What is needed here is an exact repetition of the records below, beginning at the line that has "if stream.index() != self.video_stream_index" and stopping after the line that has "in the decoder.".

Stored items

[Start of section]

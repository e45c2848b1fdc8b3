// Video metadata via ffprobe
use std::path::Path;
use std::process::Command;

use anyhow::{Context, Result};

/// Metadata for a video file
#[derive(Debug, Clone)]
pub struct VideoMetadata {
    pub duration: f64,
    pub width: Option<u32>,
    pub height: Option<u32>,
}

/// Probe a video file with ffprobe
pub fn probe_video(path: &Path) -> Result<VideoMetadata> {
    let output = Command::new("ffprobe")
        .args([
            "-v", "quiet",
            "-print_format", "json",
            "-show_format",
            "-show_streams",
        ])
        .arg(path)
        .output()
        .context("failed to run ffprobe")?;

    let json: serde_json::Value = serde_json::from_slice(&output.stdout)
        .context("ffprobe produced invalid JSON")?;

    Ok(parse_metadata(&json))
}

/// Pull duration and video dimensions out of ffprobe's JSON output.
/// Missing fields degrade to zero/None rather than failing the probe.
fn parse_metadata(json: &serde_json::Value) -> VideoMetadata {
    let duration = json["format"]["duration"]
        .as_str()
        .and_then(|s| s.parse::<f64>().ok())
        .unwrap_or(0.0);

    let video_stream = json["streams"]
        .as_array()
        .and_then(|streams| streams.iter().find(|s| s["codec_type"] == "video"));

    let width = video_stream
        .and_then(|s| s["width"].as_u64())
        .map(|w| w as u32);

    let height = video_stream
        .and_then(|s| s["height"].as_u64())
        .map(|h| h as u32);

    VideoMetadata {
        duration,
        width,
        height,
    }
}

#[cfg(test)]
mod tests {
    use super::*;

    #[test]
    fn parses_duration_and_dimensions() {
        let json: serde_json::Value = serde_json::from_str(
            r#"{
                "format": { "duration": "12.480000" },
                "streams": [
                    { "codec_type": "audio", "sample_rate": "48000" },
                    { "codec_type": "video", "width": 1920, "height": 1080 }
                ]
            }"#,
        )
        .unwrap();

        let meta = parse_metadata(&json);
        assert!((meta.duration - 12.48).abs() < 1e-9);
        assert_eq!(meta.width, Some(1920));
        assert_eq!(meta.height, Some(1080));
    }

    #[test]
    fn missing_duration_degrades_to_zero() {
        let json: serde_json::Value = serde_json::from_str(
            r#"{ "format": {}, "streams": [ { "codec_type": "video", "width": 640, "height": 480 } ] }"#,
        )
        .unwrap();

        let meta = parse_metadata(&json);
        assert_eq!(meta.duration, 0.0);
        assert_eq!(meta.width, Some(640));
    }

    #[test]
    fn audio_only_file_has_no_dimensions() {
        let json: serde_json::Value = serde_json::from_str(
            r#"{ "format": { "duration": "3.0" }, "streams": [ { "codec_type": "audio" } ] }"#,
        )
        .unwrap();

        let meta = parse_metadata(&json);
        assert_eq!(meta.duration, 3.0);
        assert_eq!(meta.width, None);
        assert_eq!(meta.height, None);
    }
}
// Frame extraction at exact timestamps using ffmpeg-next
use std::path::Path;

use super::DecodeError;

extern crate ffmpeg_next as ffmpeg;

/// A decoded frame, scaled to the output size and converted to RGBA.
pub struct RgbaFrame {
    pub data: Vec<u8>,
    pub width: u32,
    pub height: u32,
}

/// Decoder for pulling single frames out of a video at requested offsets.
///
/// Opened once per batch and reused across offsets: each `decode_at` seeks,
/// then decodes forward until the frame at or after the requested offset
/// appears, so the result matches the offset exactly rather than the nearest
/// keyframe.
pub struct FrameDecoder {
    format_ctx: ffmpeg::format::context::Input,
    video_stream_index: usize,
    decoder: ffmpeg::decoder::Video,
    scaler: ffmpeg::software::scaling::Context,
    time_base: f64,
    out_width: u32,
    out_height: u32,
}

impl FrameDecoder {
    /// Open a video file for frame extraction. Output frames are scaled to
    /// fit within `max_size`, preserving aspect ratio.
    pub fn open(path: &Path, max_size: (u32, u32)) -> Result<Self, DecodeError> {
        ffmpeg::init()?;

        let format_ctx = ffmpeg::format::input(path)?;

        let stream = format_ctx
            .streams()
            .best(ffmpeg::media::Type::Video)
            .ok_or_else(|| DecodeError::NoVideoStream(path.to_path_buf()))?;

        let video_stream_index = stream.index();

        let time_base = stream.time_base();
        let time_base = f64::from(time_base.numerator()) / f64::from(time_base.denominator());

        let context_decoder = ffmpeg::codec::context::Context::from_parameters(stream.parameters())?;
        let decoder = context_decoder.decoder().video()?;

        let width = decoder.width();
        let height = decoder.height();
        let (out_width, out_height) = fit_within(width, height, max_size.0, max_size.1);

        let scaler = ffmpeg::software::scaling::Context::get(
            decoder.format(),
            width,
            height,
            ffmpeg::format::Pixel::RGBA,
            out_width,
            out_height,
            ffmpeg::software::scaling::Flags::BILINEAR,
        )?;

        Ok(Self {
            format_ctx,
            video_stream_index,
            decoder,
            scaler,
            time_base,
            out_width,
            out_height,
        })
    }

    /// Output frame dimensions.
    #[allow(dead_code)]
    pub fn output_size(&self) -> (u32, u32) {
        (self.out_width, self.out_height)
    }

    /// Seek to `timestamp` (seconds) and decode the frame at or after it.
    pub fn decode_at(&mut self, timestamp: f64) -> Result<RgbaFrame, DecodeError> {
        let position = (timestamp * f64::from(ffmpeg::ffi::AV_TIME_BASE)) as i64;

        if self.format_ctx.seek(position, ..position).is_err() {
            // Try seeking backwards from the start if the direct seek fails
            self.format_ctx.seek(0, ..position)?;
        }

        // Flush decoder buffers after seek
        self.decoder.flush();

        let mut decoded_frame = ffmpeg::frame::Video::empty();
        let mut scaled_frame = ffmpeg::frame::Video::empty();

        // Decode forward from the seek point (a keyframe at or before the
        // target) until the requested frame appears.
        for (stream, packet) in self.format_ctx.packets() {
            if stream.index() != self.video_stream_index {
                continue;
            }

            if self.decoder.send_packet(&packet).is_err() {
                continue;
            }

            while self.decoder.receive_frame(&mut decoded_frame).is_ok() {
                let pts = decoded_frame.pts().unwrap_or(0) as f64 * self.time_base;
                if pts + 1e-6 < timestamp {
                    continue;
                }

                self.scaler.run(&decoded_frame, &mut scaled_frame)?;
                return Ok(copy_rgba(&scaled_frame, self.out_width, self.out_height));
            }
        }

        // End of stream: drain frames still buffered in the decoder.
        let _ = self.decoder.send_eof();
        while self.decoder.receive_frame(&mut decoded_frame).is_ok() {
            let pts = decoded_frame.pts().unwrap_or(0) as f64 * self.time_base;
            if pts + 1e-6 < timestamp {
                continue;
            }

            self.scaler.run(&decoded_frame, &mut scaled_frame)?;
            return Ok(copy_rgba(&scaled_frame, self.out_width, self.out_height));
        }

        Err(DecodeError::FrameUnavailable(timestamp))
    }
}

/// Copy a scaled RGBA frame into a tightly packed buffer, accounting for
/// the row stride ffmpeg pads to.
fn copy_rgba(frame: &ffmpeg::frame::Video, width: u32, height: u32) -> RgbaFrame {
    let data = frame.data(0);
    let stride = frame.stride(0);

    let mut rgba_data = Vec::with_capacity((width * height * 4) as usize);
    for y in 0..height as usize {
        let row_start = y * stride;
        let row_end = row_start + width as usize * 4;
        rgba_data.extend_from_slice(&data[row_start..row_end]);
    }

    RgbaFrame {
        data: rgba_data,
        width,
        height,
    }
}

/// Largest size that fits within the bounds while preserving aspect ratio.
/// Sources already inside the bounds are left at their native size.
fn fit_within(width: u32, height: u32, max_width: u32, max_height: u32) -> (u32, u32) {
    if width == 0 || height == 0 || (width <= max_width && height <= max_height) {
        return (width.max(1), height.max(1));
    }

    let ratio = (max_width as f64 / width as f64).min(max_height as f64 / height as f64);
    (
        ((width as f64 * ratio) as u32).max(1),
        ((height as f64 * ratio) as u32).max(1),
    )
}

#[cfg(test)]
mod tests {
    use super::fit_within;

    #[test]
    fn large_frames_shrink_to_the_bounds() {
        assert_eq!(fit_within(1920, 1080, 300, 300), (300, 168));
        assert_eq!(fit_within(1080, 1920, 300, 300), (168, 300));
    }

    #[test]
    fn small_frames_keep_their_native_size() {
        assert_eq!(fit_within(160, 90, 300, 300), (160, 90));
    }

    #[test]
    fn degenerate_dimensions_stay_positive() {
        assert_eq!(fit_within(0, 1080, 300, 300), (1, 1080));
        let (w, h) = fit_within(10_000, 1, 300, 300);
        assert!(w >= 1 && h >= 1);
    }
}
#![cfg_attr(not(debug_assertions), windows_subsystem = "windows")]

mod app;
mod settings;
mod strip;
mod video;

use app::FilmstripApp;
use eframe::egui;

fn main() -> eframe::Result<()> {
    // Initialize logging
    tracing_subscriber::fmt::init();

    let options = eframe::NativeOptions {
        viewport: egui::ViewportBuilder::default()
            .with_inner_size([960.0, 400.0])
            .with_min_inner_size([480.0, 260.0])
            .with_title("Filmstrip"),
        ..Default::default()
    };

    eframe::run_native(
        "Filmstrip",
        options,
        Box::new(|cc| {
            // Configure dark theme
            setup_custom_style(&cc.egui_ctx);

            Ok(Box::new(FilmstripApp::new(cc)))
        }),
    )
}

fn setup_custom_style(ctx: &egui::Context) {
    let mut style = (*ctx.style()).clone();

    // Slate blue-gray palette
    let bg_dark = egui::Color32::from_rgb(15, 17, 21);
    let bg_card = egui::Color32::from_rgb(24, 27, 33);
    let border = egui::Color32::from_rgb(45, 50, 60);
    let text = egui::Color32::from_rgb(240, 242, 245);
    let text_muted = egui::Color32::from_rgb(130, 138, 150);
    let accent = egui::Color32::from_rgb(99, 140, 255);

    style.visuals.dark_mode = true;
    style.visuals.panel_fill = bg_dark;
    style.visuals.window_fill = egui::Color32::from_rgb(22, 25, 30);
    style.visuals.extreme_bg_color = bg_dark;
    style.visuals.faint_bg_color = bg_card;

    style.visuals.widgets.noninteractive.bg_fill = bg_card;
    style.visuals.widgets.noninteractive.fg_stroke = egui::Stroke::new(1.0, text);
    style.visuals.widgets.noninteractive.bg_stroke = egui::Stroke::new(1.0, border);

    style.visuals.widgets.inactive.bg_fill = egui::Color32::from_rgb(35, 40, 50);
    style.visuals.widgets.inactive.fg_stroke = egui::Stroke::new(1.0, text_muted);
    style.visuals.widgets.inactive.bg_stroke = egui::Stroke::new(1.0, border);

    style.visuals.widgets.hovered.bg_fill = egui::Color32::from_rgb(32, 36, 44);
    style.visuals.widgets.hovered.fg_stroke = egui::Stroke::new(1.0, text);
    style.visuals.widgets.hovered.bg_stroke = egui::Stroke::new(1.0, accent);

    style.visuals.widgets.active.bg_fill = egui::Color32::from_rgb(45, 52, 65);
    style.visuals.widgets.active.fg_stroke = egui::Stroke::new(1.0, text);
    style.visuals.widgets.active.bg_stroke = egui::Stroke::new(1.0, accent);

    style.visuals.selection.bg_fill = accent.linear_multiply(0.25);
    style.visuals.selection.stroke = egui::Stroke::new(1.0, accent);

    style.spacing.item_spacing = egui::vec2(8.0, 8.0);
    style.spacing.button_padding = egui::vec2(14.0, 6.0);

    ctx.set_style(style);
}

[End of section]

Completed task |
            if stream.index() != self.video_stream_index {
                continue;
            }

            if self.decoder.send_packet(&packet).is_err() {
                continue;
            }

            while self.decoder.receive_frame(&mut decoded_frame).is_ok() {
                let pts = decoded_frame.pts().unwrap_or(0) as f64 * self.time_base;
                if pts + 1e-6 < timestamp {
                    continue;
                }

                self.scaler.run(&decoded_frame, &mut scaled_frame)?;
                return Ok(copy_rgba(&scaled_frame, self.out_width, self.out_height));
            }
        }

        // End of stream: drain frames still buffered in the decoder.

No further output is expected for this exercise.